AS FAR AS THE REGISTRY CLEANERS, now you are confusing me. You say "NEVER use reg cleaners", while AT THE SAME TIME running an add for Registry Mechanic at the top of the page. Is the Registry Mechanic program you are advertising safe to use or not? IF NOT, why are you advertising it? AND why then is PC Magazine is saying the exact opposite: 

"Degunking Your PC
08.17.04

PC MAGAZINE – WEBSITE 
by Jeff Duntemann
...

*Abandoned, incorrect, and corrupted entries *in the Windows Registry *top our list of gunk.* Often people are terrified of trying to clean the Registry, having been told that doing so is about as safe as defusing a nuclear weapon.

There is some truth in this. The Registry is Windows' most vulnerable subsystem, in that relatively small changes done incorrectly can render the system unbootable. . .

*The safest way to deal with Registry gunk is with one of several excellent third-party Registry cleaners.* . . ." 

And he goes on to name PC Magazine's top picks. In all fairness, YES I have talked to a computer repairman the would chime in almost word for word with what you said. However the last Computer Repairman told me almost exactly what PC Magazine said, and yes he warned me that there are a lot of worthless Registry Cleaners that can do more harm than good. The one he recommended as the safest one that he knew, he said he has personally used it for several years and never had a single problem using it. So I went with his suggestions, because after checking it out I discovered that the registry cleaner that I download was one that CNET gave 4 1/2 stars. 

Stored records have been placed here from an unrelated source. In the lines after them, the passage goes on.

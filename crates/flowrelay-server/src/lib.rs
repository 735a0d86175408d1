//! flowrelay Server: HTTP proxy for a workflow-automation REST API.
//!
//! Every proxied route is a 1:1 passthrough to one `UpstreamClient` call:
//! the upstream body is relayed verbatim with status 200, and any failure is
//! reported as an `ErrorEnvelope`.
//!
//! This crate can be used standalone (via `flowrelay serve`) or embedded by
//! building the router with [`build_router`].

pub mod api;
pub mod state;

use std::any::Any;
use std::net::SocketAddr;
use std::sync::Arc;

use axum::extract::DefaultBodyLimit;
use axum::response::{IntoResponse, Response};
use axum::Router;
use flowrelay_core::{ProxyError, UpstreamConfig};
use tower_http::catch_panic::CatchPanicLayer;
use tower_http::cors::{Any as CorsAny, CorsLayer};
use tower_http::trace::TraceLayer;

use self::state::{AppState, AppStateInner};

pub const DEFAULT_HOST: &str = "127.0.0.1";
pub const DEFAULT_PORT: u16 = 3000;

/// Largest request body accepted. Workflow definitions with many nodes and
/// pinned data run well past axum's 2 MiB default.
pub const BODY_LIMIT: usize = 16 * 1024 * 1024;

/// Configuration for the proxy server.
#[derive(Debug, Clone)]
pub struct ServerConfig {
    pub host: String,
    pub port: u16,
    pub upstream: UpstreamConfig,
}

impl ServerConfig {
    pub fn new(upstream: UpstreamConfig) -> Self {
        Self {
            host: DEFAULT_HOST.to_string(),
            port: DEFAULT_PORT,
            upstream,
        }
    }
}

/// Create a shared `AppState` from the upstream configuration.
pub fn create_app_state(upstream: UpstreamConfig) -> Result<AppState, ProxyError> {
    Ok(Arc::new(AppStateInner::from_config(upstream)?))
}

/// Build the complete router: proxied routes, health/info, and the
/// catch-all failure handling.
pub fn build_router(state: AppState) -> Router {
    with_middleware(api::api_router(), state)
}

/// Wrap `routes` with the fallback, body limit, panic catcher, CORS and
/// request tracing.
pub fn with_middleware(routes: Router<AppState>, state: AppState) -> Router {
    let cors = CorsLayer::new()
        .allow_origin(CorsAny)
        .allow_methods(CorsAny)
        .allow_headers(CorsAny);

    routes
        .fallback(api::not_found)
        .layer(DefaultBodyLimit::max(BODY_LIMIT))
        .layer(CatchPanicLayer::custom(handle_panic))
        .layer(cors)
        .layer(TraceLayer::new_for_http())
        .with_state(state)
}

/// Start the proxy server.
///
/// Returns the actual address the server is listening on.
pub async fn start_server(config: ServerConfig) -> Result<SocketAddr, String> {
    // The CLI installs its own subscriber; this only covers embedders.
    let _ = tracing_subscriber::fmt()
        .with_env_filter(
            tracing_subscriber::EnvFilter::try_from_default_env()
                .unwrap_or_else(|_| "flowrelay_core=info,flowrelay_server=info,tower_http=info".into()),
        )
        .with_writer(std::io::stderr)
        .try_init();

    tracing::info!(
        "Starting flowrelay on {}:{} (upstream: {}{})",
        config.host,
        config.port,
        config.upstream.base_url,
        config.upstream.api_prefix
    );

    let state = create_app_state(config.upstream.clone())
        .map_err(|e| format!("Failed to create upstream client: {}", e))?;

    start_server_with_state(config, state).await
}

/// Start the HTTP server with a pre-built `AppState`.
pub async fn start_server_with_state(
    config: ServerConfig,
    state: AppState,
) -> Result<SocketAddr, String> {
    let app = build_router(state);

    let addr: SocketAddr = format!("{}:{}", config.host, config.port)
        .parse()
        .map_err(|e| format!("Invalid address: {}", e))?;

    let listener = tokio::net::TcpListener::bind(addr)
        .await
        .map_err(|e| format!("Failed to bind to {}: {}", addr, e))?;

    let local_addr = listener
        .local_addr()
        .map_err(|e| format!("Failed to get local address: {}", e))?;

    tracing::info!("flowrelay listening on {}", local_addr);

    // Spawn the server in a background task
    tokio::spawn(async move {
        if let Err(e) = axum::serve(listener, app).await {
            tracing::error!("Server error: {}", e);
        }
    });

    Ok(local_addr)
}

/// Last line of defence: a panicking handler still answers with a 500 envelope.
fn handle_panic(err: Box<dyn Any + Send + 'static>) -> Response {
    let detail = if let Some(s) = err.downcast_ref::<String>() {
        s.clone()
    } else if let Some(s) = err.downcast_ref::<&str>() {
        s.to_string()
    } else {
        "unknown panic payload".to_string()
    };
    tracing::error!("Request handler panicked: {}", detail);

    ProxyError::Internal("unexpected failure while handling request".to_string()).into_response()
}
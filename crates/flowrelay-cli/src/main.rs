//! flowrelay CLI: run the workflow API proxy or talk to the upstream directly.
//!
//! Reuses the same upstream client (flowrelay-core) and server bootstrap
//! (flowrelay-server) as the HTTP proxy.

use std::path::PathBuf;

use clap::{Parser, Subcommand};
use flowrelay_cli::commands::{self, UpstreamArgs};
use flowrelay_core::ExecutionFilter;
use flowrelay_server::{DEFAULT_HOST, DEFAULT_PORT};

/// flowrelay: proxy for a workflow-automation REST API
#[derive(Parser)]
#[command(name = "flowrelay", version, about = "flowrelay: proxy for a workflow-automation REST API")]
pub struct Cli {
    #[command(flatten)]
    upstream: UpstreamArgs,

    #[command(subcommand)]
    command: Option<Commands>,
}

#[derive(Subcommand)]
enum Commands {
    /// Start the HTTP proxy server
    Serve {
        /// Host to bind to
        #[arg(long, env = "HOST", default_value = DEFAULT_HOST)]
        host: String,
        /// Port to listen on
        #[arg(long, env = "PORT", default_value_t = DEFAULT_PORT)]
        port: u16,
    },

    /// Manage workflows on the upstream service
    Workflow {
        #[command(subcommand)]
        action: WorkflowAction,
    },

    /// Inspect workflow executions on the upstream service
    Execution {
        #[command(subcommand)]
        action: ExecutionAction,
    },
}

#[derive(Subcommand)]
enum WorkflowAction {
    /// List all workflows
    List,
    /// Get a workflow by ID
    Get {
        /// Workflow ID
        #[arg(long)]
        id: String,
    },
    /// Create a workflow from a JSON definition file
    Create {
        /// Path to the workflow JSON file
        file: PathBuf,
    },
    /// Replace a workflow with a JSON definition file
    Update {
        /// Workflow ID
        #[arg(long)]
        id: String,
        /// Path to the workflow JSON file
        file: PathBuf,
    },
    /// Activate a workflow
    Activate {
        /// Workflow ID
        #[arg(long)]
        id: String,
    },
    /// Deactivate a workflow
    Deactivate {
        /// Workflow ID
        #[arg(long)]
        id: String,
    },
    /// Execute a workflow
    Execute {
        /// Workflow ID
        #[arg(long)]
        id: String,
        /// Input payload as a JSON string
        #[arg(long)]
        input: Option<String>,
    },
    /// Delete a workflow
    Delete {
        /// Workflow ID
        #[arg(long)]
        id: String,
    },
}

#[derive(Subcommand)]
enum ExecutionAction {
    /// List executions
    List {
        /// Only executions of this workflow
        #[arg(long)]
        workflow_id: Option<String>,
        /// Only executions with this status (e.g. success, error, waiting)
        #[arg(long)]
        status: Option<String>,
        /// Maximum number of executions to return
        #[arg(long)]
        limit: Option<u32>,
    },
    /// Get an execution by ID
    Get {
        /// Execution ID
        #[arg(long)]
        id: String,
    },
}

#[tokio::main]
async fn main() {
    // .env values must be in place before the log filter and clap read the
    // environment
    let dotenv_files = flowrelay_core::config::load_dotenv();

    // Initialize tracing; stdout carries command output
    tracing_subscriber::fmt()
        .with_env_filter(
            tracing_subscriber::EnvFilter::try_from_default_env().unwrap_or_else(|_| {
                "flowrelay_core=info,flowrelay_server=info,flowrelay_cli=info,tower_http=info".into()
            }),
        )
        .with_writer(std::io::stderr)
        .init();

    for path in &dotenv_files {
        tracing::info!("Loaded environment from '{}'", path.display());
    }

    let cli = Cli::parse();

    let result = match cli.command {
        Some(Commands::Serve { host, port }) => match cli.upstream.to_config() {
            Ok(upstream) => commands::server::run(host, port, upstream).await,
            Err(e) => Err(e),
        },

        Some(Commands::Workflow { action }) => match cli.upstream.client() {
            Ok(client) => match action {
                WorkflowAction::List => commands::workflow::list(&client).await,
                WorkflowAction::Get { id } => commands::workflow::get(&client, &id).await,
                WorkflowAction::Create { file } => {
                    commands::workflow::create(&client, &file).await
                }
                WorkflowAction::Update { id, file } => {
                    commands::workflow::update(&client, &id, &file).await
                }
                WorkflowAction::Activate { id } => {
                    commands::workflow::set_active(&client, &id, true).await
                }
                WorkflowAction::Deactivate { id } => {
                    commands::workflow::set_active(&client, &id, false).await
                }
                WorkflowAction::Execute { id, input } => {
                    commands::workflow::execute(&client, &id, input.as_deref()).await
                }
                WorkflowAction::Delete { id } => commands::workflow::delete(&client, &id).await,
            },
            Err(e) => Err(e),
        },

        Some(Commands::Execution { action }) => match cli.upstream.client() {
            Ok(client) => match action {
                ExecutionAction::List {
                    workflow_id,
                    status,
                    limit,
                } => {
                    let filter = ExecutionFilter {
                        workflow_id,
                        status,
                        limit,
                    };
                    commands::execution::list(&client, &filter).await
                }
                ExecutionAction::Get { id } => commands::execution::get(&client, &id).await,
            },
            Err(e) => Err(e),
        },

        None => {
            // No subcommand, show help
            use clap::CommandFactory;
            Cli::command().print_help().ok();
            println!();
            Ok(())
        }
    };

    if let Err(e) = result {
        eprintln!("Error: {}", e);
        std::process::exit(1);
    }
}
#[tokio::test]
async fn test_ids_reach_upstream_as_single_segments() {
    let (upstream_url, upstream) = spawn_upstream(StatusCode::OK, r#"{"id":"x"}"#).await;
    let base_url = spawn_proxy(&upstream_url).await;
    let client = reqwest::Client::new();

    for (i, (method, path, up_path)) in ENCODED_ID_ROUTES.iter().enumerate() {
        let resp = call(&client, &base_url, method, path, None).await;
        assert_eq!(resp.status(), 200, "{} {}", method, path);

        let recorded = &upstream.recorded()[i];
        assert_eq!(recorded.path, *up_path, "{} {}", method, path);
        assert_eq!(recorded.query, None, "{} {}", method, path);
    }
}

#[tokio::test]
async fn test_invalid_utf8_id_gets_error_envelope() {
    let (upstream_url, upstream) = spawn_upstream(StatusCode::OK, r#"{"id":"x"}"#).await;
    let base_url = spawn_proxy(&upstream_url).await;
    let client = reqwest::Client::new();

    for (method, path, body) in INVALID_ID_ROUTES {
        let resp = call(&client, &base_url, method, path, *body).await;
        assert_eq!(resp.status(), 400, "{} {}", method, path);
        assert_eq!(
            resp.headers()["content-type"],
            "application/json",
            "{} {}",
            method,
            path
        );

        let envelope: serde_json::Value = resp.json().await.unwrap();
        assert!(envelope["error"].as_str().unwrap().starts_with("Bad request"));
    }

    assert!(upstream.recorded().is_empty());
}
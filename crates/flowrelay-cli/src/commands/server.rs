//! `flowrelay serve`: Start the proxy server.

use flowrelay_core::UpstreamConfig;

pub async fn run(host: String, port: u16, upstream: UpstreamConfig) -> Result<(), String> {
    let config = flowrelay_server::ServerConfig {
        host: host.clone(),
        port,
        upstream,
    };

    println!("Starting flowrelay on {}:{}...", host, port);

    let addr = flowrelay_server::start_server(config).await?;
    println!("flowrelay listening on http://{}", addr);

    // Keep the process running until interrupted
    tokio::signal::ctrl_c()
        .await
        .map_err(|e| format!("Failed to listen for Ctrl+C: {}", e))?;

    println!("\nShutting down...");
    Ok(())
}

*BUT NOW DO YOU SEE WHY WE CONSUMERS OUT HERE ARE SO CONFUSED?*

You and some Computer Techs say your problems are NORTON, Windows Defender, and using a Registry Cleaner; *WHILE AT THE SAME TIME*, Norton Techs and other Computer Techs say NO, *VISTA has KNOWN problems with Windows Explorer*, plus all indications are that the Registry has a lot of bad entries, clean it, and use an alternative file management sofware, such as Q-Dir 3.5 or one of the several others. SO when we get SO MUCH contradicting advise from Techs, how do we sort it all out?

http://social.answers.microsoft.com...s/thread/653f7d14-37a8-4093-aca9-65346ea4c1db

I am sixty years old, and I have grown wiser over the years. My personal experience has taught me that whenever you have such TOTALLY OPPOSITE points of view, the truth usually lies somewhere in between.

DC67


----------



## jcgriff2 (Sep 30, 2007)

What was the username of the user that you caught hacking into your system?

Vista has several usernames used by the system for non-console log on of system services and other housekeeping activities. One may believe differently if taking a cursory look at the Event Viewer.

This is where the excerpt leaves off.